As with the lit up engine light, my friend told me to use fuel injection cleaner for the next few tank of gas. Then he will clear the code for me to see if the light will come back on again before I decide to spend bout $500 to replace the sensor. Some say the octane 91 fuel already has cleaner so using fuel injector cleaner won't make any difference.
Can you advise how did you fix your problem?

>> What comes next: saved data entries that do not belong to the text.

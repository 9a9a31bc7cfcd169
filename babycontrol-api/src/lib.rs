//! # Baby Control API Server Library
//!
//! HTTP API for tracking infant care: families, caretakers, babies and
//! their activity logs, plus Stripe billing for SaaS deployments and
//! backup/restore for self-hosted ones.
//!
//! ## Modules
//!
//! - `app`: Application state and router builder
//! - `config`: Configuration from environment variables
//! - `error`: Error handling and HTTP response mapping
//! - `middleware`: Security headers, deployment-mode gating, subscription write gate
//! - `routes`: API route handlers
//! - `services`: Outbound email

pub mod app;
pub mod config;
pub mod error;
pub mod middleware;
pub mod routes;
pub mod services;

Thanks.
Last edited by lovemytoyota; 02-12-2012 at 03:35 PM.
^ that o2 sensor is about $70-$110 only for OE part by Denso (same one Toyota OEM is) if you buy it online on amazon, ebay or rockauto. you can replace it yourself fi you have the tools.
__________________ '02 Solara SLE V6 1MZ-FE/A541E Coupe .: Denso/NGK : Akebono SP : Philips 9011 HIR (low+high) : Toshiba HIR2 9012 (fogs) : Magnefine :. @ 131k
'00 Solara SE 5S-FE/A140E Coupe .: NGK : Hawk HPS : Philips XP : RCEng : Magnefine :. @ 82k
4SALE: connectors for Camry Headlight Wiring Harness and ECU
Additionally, P0135 = Oxygen O2 Sensor Heater Circuit Malfunction (Bank 1, Sensor 1). That's not gonna be fixed by running some fuel treatment thru it. Your best bet is to replace the sensor, like fenixus said. Bank1 sensor1 is the one in the rear bank's exhaust downpipe, up against the firewall. You can look up the Denso p/n your car needs here on Denso's online catalog. In that catalog, "universal" just means it doesn't come with the connector; the old connector needs to be transferred to the new sensor. "OE" means it comes with the connector, and is a bit more expensive.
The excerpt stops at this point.